I’m on the board of a 243-unit Queens co-op. We have a house rule that bans washing machines. A shareholder has complained that the shareholders living above him have such a machine and has demanded that we take action. The shareholders with the machine claim that they’ve had it since the building’s conversion and that it has never caused a problem. They say the staff and prior board members have long known that they have it. Should we take action, and will we win?
This question provides the opportunity to wade through the dirty laundry of the waiver, the non-waiver clause, and waiving the non-waiver clause.
Virtually all co-op proprietary leases contain a provision referring to attached house rules, stating that violating the rules is the same as violating the lease and entitles the co-op to all available legal remedies.
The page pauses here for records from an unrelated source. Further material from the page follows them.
//! The exported timeline document.
//!
//! A funscript is a JSON object declaring the value range (0–100), an
//! ordered list of `{at, pos}` actions with strictly increasing millisecond
//! timestamps, and free-form metadata describing how the script was made.

use std::collections::BTreeMap;
use std::path::Path;

use serde::{Deserialize, Serialize};

use crate::ModelError;

/// Current document schema version.
pub const FUNSCRIPT_VERSION: &str = "1.0";

/// Position range declared by every document this crate writes.
pub const POSITION_RANGE: u8 = 100;

/// One timed position of the exported timeline.
#[derive(Debug, Clone, Copy, PartialEq, Eq, Serialize, Deserialize)]
pub struct FunscriptAction {
    /// Timestamp in milliseconds from video start.
    pub at: u64,

    /// Position in `[0, 100]`.
    pub pos: i32,
}

/// Top-level funscript document.
#[derive(Debug, Clone, Serialize, Deserialize)]
pub struct Funscript {
    pub version: String,

    #[serde(default)]
    pub inverted: bool,

    /// Upper bound of the position range (always 100 on write).
    pub range: u8,

    pub actions: Vec<FunscriptAction>,

    /// Free-form generator metadata (tunables used, source file, timestamps).
    #[serde(default)]
    pub metadata: BTreeMap<String, serde_json::Value>,
}

impl Default for Funscript {
    fn default() -> Self {
        Self::new()
    }
}

impl Funscript {
    pub fn new() -> Self {
        Self {
            version: FUNSCRIPT_VERSION.to_string(),
            inverted: false,
            range: POSITION_RANGE,
            actions: Vec::new(),
            metadata: BTreeMap::new(),
        }
    }

    /// Append an action, keeping timestamps strictly increasing.
    ///
    /// An action at or before the last timestamp is dropped rather than
    /// breaking the ordering invariant; returns whether it was kept.
    pub fn push_action(&mut self, at: u64, pos: i32) -> bool {
        if let Some(last) = self.actions.last() {
            if at <= last.at {
                return false;
            }
        }
        self.actions.push(FunscriptAction {
            at,
            pos: pos.clamp(0, 100),
        });
        true
    }

    /// Record a metadata entry.
    pub fn set_metadata(&mut self, key: impl Into<String>, value: serde_json::Value) {
        self.metadata.insert(key.into(), value);
    }

    /// Total duration covered by the actions, in milliseconds.
    pub fn duration_ms(&self) -> u64 {
        self.actions.last().map(|a| a.at).unwrap_or(0)
    }

    /// Validate the document invariants: range declaration, position bounds,
    /// strictly increasing timestamps.
    pub fn validate(&self) -> Result<(), ModelError> {
        for action in &self.actions {
            if action.pos < 0 || action.pos > POSITION_RANGE as i32 {
                return Err(ModelError::invalid(format!(
                    "action at {}ms has out-of-range position {}",
                    action.at, action.pos
                )));
            }
        }
        for pair in self.actions.windows(2) {
            if pair[1].at <= pair[0].at {
                return Err(ModelError::invalid(format!(
                    "timestamps not strictly increasing at {}ms",
                    pair[1].at
                )));
            }
        }
        Ok(())
    }

    /// Load and validate a document from disk.
    pub fn load(path: &Path) -> Result<Self, ModelError> {
        let content = std::fs::read_to_string(path)?;
        let script: Funscript = serde_json::from_str(&content)?;
        script.validate()?;
        Ok(script)
    }

    /// Write the document to disk as pretty JSON.
    pub fn save(&self, path: &Path) -> Result<(), ModelError> {
        if let Some(parent) = path.parent() {
            std::fs::create_dir_all(parent)?;
        }
        let json = serde_json::to_string_pretty(self)?;
        std::fs::write(path, json)?;
        Ok(())
    }
}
But co-ops generally are not quick to act against rule-breakers. Information flows slowly from staff to management to boards, which, in turn, frequently procrastinate, especially if shareholders do not complain, or decline to enforce certain rules entirely because they don’t approve of them or want to avoid the conflict and/or the expense of enforcing them.
But then – frequently years later – the situation changes. A new shareholder moves in below the rule-breaker and complains. The board now has a majority that supports strict enforcement. Is the new board’s action weakened or precluded by the prior board’s inaction? Is the complaining shareholder left to suffer the consequences?
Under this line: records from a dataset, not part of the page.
//! Compare a generated script against a reference.

use std::path::PathBuf;

use fsgen_report::{build_report, ScriptReport};
use fsgen_script_model::Funscript;

pub fn run(script: PathBuf, reference: PathBuf) -> anyhow::Result<()> {
    let generated = Funscript::load(&script)
        .map_err(|e| anyhow::anyhow!("Failed to load script {}: {e}", script.display()))?;

    let report = build_report(&generated, Some(&reference));

    let summary = report.summary();
    println!("Script: {}", script.display());
    println!("  {} actions over {} ms", summary.point_count, summary.duration_ms);

    match &report {
        ScriptReport::WithReference { deviation, .. } => {
            println!("Against reference: {}", reference.display());
            println!("  samples:        {}", deviation.sample_count);
            println!("  mean abs dev:   {:.2}", deviation.mean_abs_dev);
            println!("  max abs dev:    {:.2}", deviation.max_abs_dev);
            println!("  correlation:    {:.3}", deviation.correlation);
        }
        ScriptReport::SummaryOnly { .. } => {
            println!("Reference unavailable or not comparable; summary only.");
        }
    }

    Ok(())
}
The answer should be simple. The powers that created your co-op anticipated these issues and provided a solution fair to all. Virtually all co-op proprietary leases contain a standard provision (usually paragraph 26) for just this purpose. The language is straightforward and compelling: “The failure of the [co-op] to insist in any one or more instances, upon a strict performance of any of the provisions of this lease, or to exercise any right or option herein contained, or to serve any notice, or to institute any action or proceeding, shall not be construed as a waiver, or a relinquishment for the future of any such provisions, options or rights, but such provision, option or right shall continue and remain in full force and effect. The receipt by the [co-op] of rent, with knowledge of the breach of any covenant hereof, shall not be deemed a waiver of such breach, and no waiver by the [co-op] of any provision hereof shall be deemed to have been made unless in writing expressly approved by the directors.”
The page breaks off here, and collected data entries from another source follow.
//! Descriptive statistics of a generated timeline.

use serde::{Deserialize, Serialize};

use fsgen_script_model::FunscriptAction;

/// Summary of one timeline's shape.
#[derive(Debug, Clone, Serialize, Deserialize)]
pub struct SummaryStats {
    /// Number of actions.
    pub point_count: usize,

    /// Total duration covered, in milliseconds.
    pub duration_ms: u64,

    /// Smallest position value.
    pub min_pos: i32,

    /// Largest position value.
    pub max_pos: i32,

    /// Mean position value.
    pub mean_pos: f64,

    /// Longest gap between consecutive actions, in milliseconds.
    pub longest_gap_ms: u64,

    /// Position distribution: counts per decile bucket (0–9, 10–19, … 90–100).
    pub distribution: [usize; 10],
}

impl SummaryStats {
    fn empty() -> Self {
        Self {
            point_count: 0,
            duration_ms: 0,
            min_pos: 0,
            max_pos: 0,
            mean_pos: 0.0,
            longest_gap_ms: 0,
            distribution: [0; 10],
        }
    }
}

/// Compute descriptive statistics for a timeline.
pub fn summarize(actions: &[FunscriptAction]) -> SummaryStats {
    if actions.is_empty() {
        return SummaryStats::empty();
    }

    let mut min_pos = i32::MAX;
    let mut max_pos = i32::MIN;
    let mut sum = 0i64;
    let mut distribution = [0usize; 10];

    for action in actions {
        min_pos = min_pos.min(action.pos);
        max_pos = max_pos.max(action.pos);
        sum += action.pos as i64;
        let bucket = (action.pos.clamp(0, 100) as usize / 10).min(9);
        distribution[bucket] += 1;
    }

    let longest_gap_ms = actions
        .windows(2)
        .map(|pair| pair[1].at - pair[0].at)
        .max()
        .unwrap_or(0);

    SummaryStats {
        point_count: actions.len(),
        duration_ms: actions.last().map(|a| a.at).unwrap_or(0) - actions[0].at,
        min_pos,
        max_pos,
        mean_pos: sum as f64 / actions.len() as f64,
        longest_gap_ms,
        distribution,
    }
}

#[cfg(test)]
mod tests {
    use super::*;

    fn actions(pairs: &[(u64, i32)]) -> Vec<FunscriptAction> {
        pairs
            .iter()
            .map(|&(at, pos)| FunscriptAction { at, pos })
            .collect()
    }

    #[test]
    fn test_summary_basics() {
        let stats = summarize(&actions(&[(0, 10), (200, 90), (1500, 50)]));
        assert_eq!(stats.point_count, 3);
        assert_eq!(stats.duration_ms, 1500);
        assert_eq!(stats.min_pos, 10);
        assert_eq!(stats.max_pos, 90);
        assert_eq!(stats.longest_gap_ms, 1300);
        assert!((stats.mean_pos - 50.0).abs() < 1e-9);
        assert_eq!(stats.distribution[1], 1);
        assert_eq!(stats.distribution[9], 1);
        assert_eq!(stats.distribution[5], 1);
    }

    #[test]
    fn test_summary_of_empty_timeline() {
        let stats = summarize(&[]);
        assert_eq!(stats.point_count, 0);
        assert_eq!(stats.longest_gap_ms, 0);
    }

    #[test]
    fn test_pos_100_lands_in_top_bucket() {
        let stats = summarize(&actions(&[(0, 100)]));
        assert_eq!(stats.distribution[9], 1);
    }
}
This magical clause constitutes a perfect solution to delays and inefficiencies that co-ops inevitably, but usually innocently, experience in enforcing their house rules. It puts shareholders on notice that the day may come when their co-op may decide to enforce previously unenforced rules. It provides justifiable relief for a complaining shareholder innocently suffering the consequences of such a violation. And, by expressly eliminating all but express written waivers, it negates a standard fabrication by rule-violators that a board or staff member told them that a specific rule will not be enforced against them.
The courts can intervene, however, and open the door to a protracted case-by-case analysis of whether certain factors may vitiate the ability of co-ops to enforce previously unenforced rules. This will occur if a shareholder can meet the burden of establishing the board’s bad faith, self-dealing, or other wrongful conduct in enforcing the rule, or, possibly, if the shareholder can show that he relied to his detriment on a representation that the board would not enforce the rule.
But the courts overstep, in my opinion, when they consider not allowing a co-op to enforce a rule as a result of the mere passage of time. That is the prime scenario that the non-waiver clause is plainly designed to resolve – and to do so in favor of co-ops innocently attempting to enforce house rules for the benefit of all shareholders. Can the the questioner’s co-op confidently and successfully invest its resources to remove the offending washing machine? Here’s the rocky terrain. I leave it to each of you to decide whether your co-op can traverse it to enforce your rules.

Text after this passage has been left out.